Functional Intermediate Layers for the Improvement of Thermal Barrier Coatings Performance

摘要

Thermal Barrier Coatings have been widely used on of gas turbines components in the aeronautical industry and power generation with the objective of extending the performance and life cycle of these machines. The goal is to protect metallic components, in general Nickel or Cobalt based superalloys that suffer degradation from corrosion, oxidation or excessive heating load during service in thermally aggressive environments. A TBC is usually constituted of a metallic bond coat and a ceramic top coat. The bond coat is usually a metallic alloy with the function of protecting the substrate from oxidation and hot corrosion, forming a protective oxide layer at the metallic-ceramic interface and helping in the adhesion. Some of the problems of a TBC in service are bond coat delamination due to the infiltration of gases at high temperature, the differences of thermal expansion coefficient between metallic and ceramic layers, the growth of an oxide layer that takes place under specific thermal conditions on the bond coat (TGO) and Al diffusion from the substrate. Extensive research has been made to improve the adhesion and high temperature oxidation resistance of the TBCs.
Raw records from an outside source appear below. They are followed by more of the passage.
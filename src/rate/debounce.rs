//! Trailing-edge debouncing.

use std::marker::PhantomData;
use std::sync::Arc;
use std::time::Duration;

use parking_lot::Mutex;
use tokio::task::JoinHandle;

/// A trailing-edge debounce wrapper around a function.
///
/// State: the handle of the pending scheduled invocation, initially none.
/// Every call aborts the pending invocation (if any) and schedules a
/// replacement that waits out the delay and then runs the function with
/// **this latest call's arguments**. Both steps happen under the wrapper's
/// lock, so a superseded invocation can never fire after its replacement
/// was scheduled.
///
/// Net effect: the function fires at most once per quiescence period,
/// exactly one delay after the last call of a burst. A wrapper that is
/// never called again fires its pending invocation exactly once; dropping
/// the wrapper does not cancel it.
///
/// The function runs detached inside a spawned task, with no caller to
/// propagate failures to; a panic there is captured by the task's
/// [`JoinHandle`] and dies with it.
///
/// # Panics
///
/// [`call`](Self::call) panics if invoked outside a tokio runtime, since
/// it spawns the delayed task on the current runtime.
///
/// # Examples
///
/// ```rust
/// use fnkit::rate::Debounced;
/// use std::sync::Arc;
/// use std::sync::atomic::{AtomicUsize, Ordering};
/// use std::time::Duration;
///
/// # #[tokio::main(flavor = "current_thread")]
/// # async fn main() {
/// let seen = Arc::new(AtomicUsize::new(0));
/// let sink = Arc::clone(&seen);
/// let save = Debounced::new(
///     move |revision: usize| sink.store(revision, Ordering::SeqCst),
///     Duration::from_millis(10),
/// );
///
/// save.call(1);
/// save.call(2);
/// save.call(3);
///
/// tokio::time::sleep(Duration::from_millis(100)).await;
/// assert_eq!(seen.load(Ordering::SeqCst), 3); // only the last call fired
/// # }
/// ```
pub struct Debounced<Args, F> {
    function: Arc<F>,
    delay: Duration,
    pending: Mutex<Option<JoinHandle<()>>>,
    _arguments: PhantomData<fn(Args)>,
}

impl<Args, F> Debounced<Args, F>
where
    Args: Send + 'static,
    F: Fn(Args) + Send + Sync + 'static,
{
    /// Wraps `function` with a quiescence period of `delay`.
    pub fn new(function: F, delay: Duration) -> Self {
        Self {
            function: Arc::new(function),
            delay,
            pending: Mutex::new(None),
            _arguments: PhantomData,
        }
    }

    /// The configured quiescence period.
    #[inline]
    pub const fn delay(&self) -> Duration {
        self.delay
    }

    /// Schedules the function to run with `arguments` after the delay,
    /// cancelling any invocation scheduled by an earlier call.
    pub fn call(&self, arguments: Args) {
        let mut pending = self.pending.lock();

        if let Some(superseded) = pending.take() {
            superseded.abort();
        }

        let function = Arc::clone(&self.function);
        let delay = self.delay;
        *pending = Some(tokio::spawn(async move {
            tokio::time::sleep(delay).await;
            function(arguments);
        }));
    }

    /// Returns `true` while an invocation is scheduled but has not fired.
    pub fn is_pending(&self) -> bool {
        self.pending
            .lock()
            .as_ref()
            .is_some_and(|handle| !handle.is_finished())
    }
}

/// Wraps `function` in a [`Debounced`] wrapper.
///
/// Convenience for [`Debounced::new`].
pub fn debounce<Args, F>(function: F, delay: Duration) -> Debounced<Args, F>
where
    Args: Send + 'static,
    F: Fn(Args) + Send + Sync + 'static,
{
    Debounced::new(function, delay)
}

// The wrapper crosses task and thread boundaries with its function.
static_assertions::assert_impl_all!(Debounced<usize, fn(usize)>: Send, Sync);
//! Dynamic-arity currying with grouped application.
//!
//! The `curryN!` macros fix one argument per step and encode the arity in
//! the type. [`Curried`] is the runtime counterpart: arguments share one
//! type, the arity is a value, and each application may supply any number
//! of arguments at once. Arguments accumulate until the declared arity is
//! satisfied, at which point the wrapped function runs.

use std::rc::Rc;

use smallvec::SmallVec;

/// How many accumulated arguments are stored inline before spilling to the
/// heap.
const INLINE_ARGUMENTS: usize = 4;

/// A curried function over a uniform argument type.
///
/// Created with [`Curried::new`] from a function taking an ordered argument
/// slice and the arity to wait for. Each [`apply`](Curried::apply) extends
/// a private copy of the accumulated argument list:
///
/// - once the accumulated count reaches the arity, the wrapped function is
///   invoked with the full list (surplus arguments included) and the result
///   is returned as [`Applied::Complete`];
/// - otherwise a new `Curried` carrying the extended list is returned as
///   [`Applied::Partial`].
///
/// Because every application copies before extending, partially-applied
/// values are independent branches: applying the same `Curried` twice with
/// different arguments yields two unrelated completions.
///
/// # Examples
///
/// ## Arbitrary groupings are equivalent
///
/// ```
/// use fnkit::compose::Curried;
///
/// let add3 = Curried::new(3, |args: &[i32]| args.iter().sum::<i32>());
///
/// let one_at_a_time = add3
///     .apply([1])
///     .into_partial()
///     .unwrap()
///     .apply([2])
///     .into_partial()
///     .unwrap()
///     .apply([3])
///     .into_complete()
///     .unwrap();
///
/// let grouped = add3.apply([1, 2]).into_partial().unwrap().apply([3]);
/// let all_at_once = add3.apply([1, 2, 3]);
///
/// assert_eq!(one_at_a_time, 6);
/// assert_eq!(grouped.into_complete(), Some(6));
/// assert_eq!(all_at_once.into_complete(), Some(6));
/// ```
///
/// ## Branches are independent
///
/// ```
/// use fnkit::compose::Curried;
///
/// let join = Curried::new(2, |parts: &[&str]| parts.join("-"));
/// let with_prefix = join.apply(["a"]).into_partial().unwrap();
///
/// assert_eq!(with_prefix.apply(["b"]).into_complete(), Some("a-b".to_string()));
/// assert_eq!(with_prefix.apply(["c"]).into_complete(), Some("a-c".to_string()));
/// ```
pub struct Curried<A, R, F> {
    function: Rc<F>,
    arity: usize,
    accumulated: SmallVec<[A; INLINE_ARGUMENTS]>,
    _output: std::marker::PhantomData<R>,
}

/// The outcome of applying arguments to a [`Curried`] function.
#[derive(Debug)]
pub enum Applied<A, R, F> {
    /// Enough arguments accumulated; the wrapped function ran and produced
    /// this result.
    Complete(R),
    /// Not enough arguments yet; continue from this branch.
    Partial(Curried<A, R, F>),
}

impl<A, R, F> Curried<A, R, F>
where
    A: Clone,
    F: Fn(&[A]) -> R,
{
    /// Wraps `function` as a curried callable waiting for `arity`
    /// arguments.
    ///
    /// The arity is captured once here; Rust functions cannot report their
    /// parameter count at runtime, so the slice-taking `function` declares
    /// it explicitly. An arity of 0 means the first application invokes
    /// the function immediately, even with no arguments.
    ///
    /// # Examples
    ///
    /// ```
    /// use fnkit::compose::Curried;
    ///
    /// let product = Curried::new(2, |args: &[i32]| args.iter().product::<i32>());
    /// assert_eq!(product.apply([6, 7]).into_complete(), Some(42));
    /// ```
    pub fn new(arity: usize, function: F) -> Self {
        Self {
            function: Rc::new(function),
            arity,
            accumulated: SmallVec::new(),
            _output: std::marker::PhantomData,
        }
    }

    /// The declared arity of the wrapped function.
    #[inline]
    pub const fn arity(&self) -> usize {
        self.arity
    }

    /// How many arguments this branch has accumulated so far.
    #[inline]
    pub fn accumulated_len(&self) -> usize {
        self.accumulated.len()
    }

    /// Applies a group of arguments.
    ///
    /// Extends a copy of this branch's accumulated list with `arguments`.
    /// If the extended count reaches the arity, the wrapped function is
    /// invoked with the complete ordered list (surplus arguments are passed
    /// through as well) and its result is returned as
    /// [`Applied::Complete`]. Otherwise the extended branch is returned as
    /// [`Applied::Partial`].
    ///
    /// This branch itself is left untouched and can be applied again.
    pub fn apply<I>(&self, arguments: I) -> Applied<A, R, F>
    where
        I: IntoIterator<Item = A>,
    {
        let mut accumulated = self.accumulated.clone();
        accumulated.extend(arguments);

        if accumulated.len() >= self.arity {
            Applied::Complete((self.function)(&accumulated))
        } else {
            Applied::Partial(Self {
                function: Rc::clone(&self.function),
                arity: self.arity,
                accumulated,
                _output: std::marker::PhantomData,
            })
        }
    }
}

impl<A: Clone, R, F> Clone for Curried<A, R, F> {
    fn clone(&self) -> Self {
        Self {
            function: Rc::clone(&self.function),
            arity: self.arity,
            accumulated: self.accumulated.clone(),
            _output: std::marker::PhantomData,
        }
    }
}

impl<A, R, F> std::fmt::Debug for Curried<A, R, F> {
    fn fmt(&self, formatter: &mut std::fmt::Formatter<'_>) -> std::fmt::Result {
        formatter
            .debug_struct("Curried")
            .field("arity", &self.arity)
            .field("accumulated", &self.accumulated.len())
            .finish_non_exhaustive()
    }
}

impl<A, R, F> Applied<A, R, F> {
    /// Returns `true` if the application completed.
    #[inline]
    pub const fn is_complete(&self) -> bool {
        matches!(self, Self::Complete(_))
    }

    /// The completed result, if the application completed.
    pub fn into_complete(self) -> Option<R> {
        match self {
            Self::Complete(result) => Some(result),
            Self::Partial(_) => None,
        }
    }

    /// The continuation branch, if more arguments are needed.
    pub fn into_partial(self) -> Option<Curried<A, R, F>> {
        match self {
            Self::Complete(_) => None,
            Self::Partial(curried) => Some(curried),
        }
    }
}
Some possibilities have been explored, as the gradation of successive metal-ceramic layers (FGM), diffusion barrier layers and intermediate layers. In this work, the possibility of using an intermediate layer between the bond coat and the ceramic top coat is evaluated. The intermediate layer is a Cr_3C_2 applied by PVD. The results are discussed based on the oxidation and microstructural characteristics of the obtained coatings.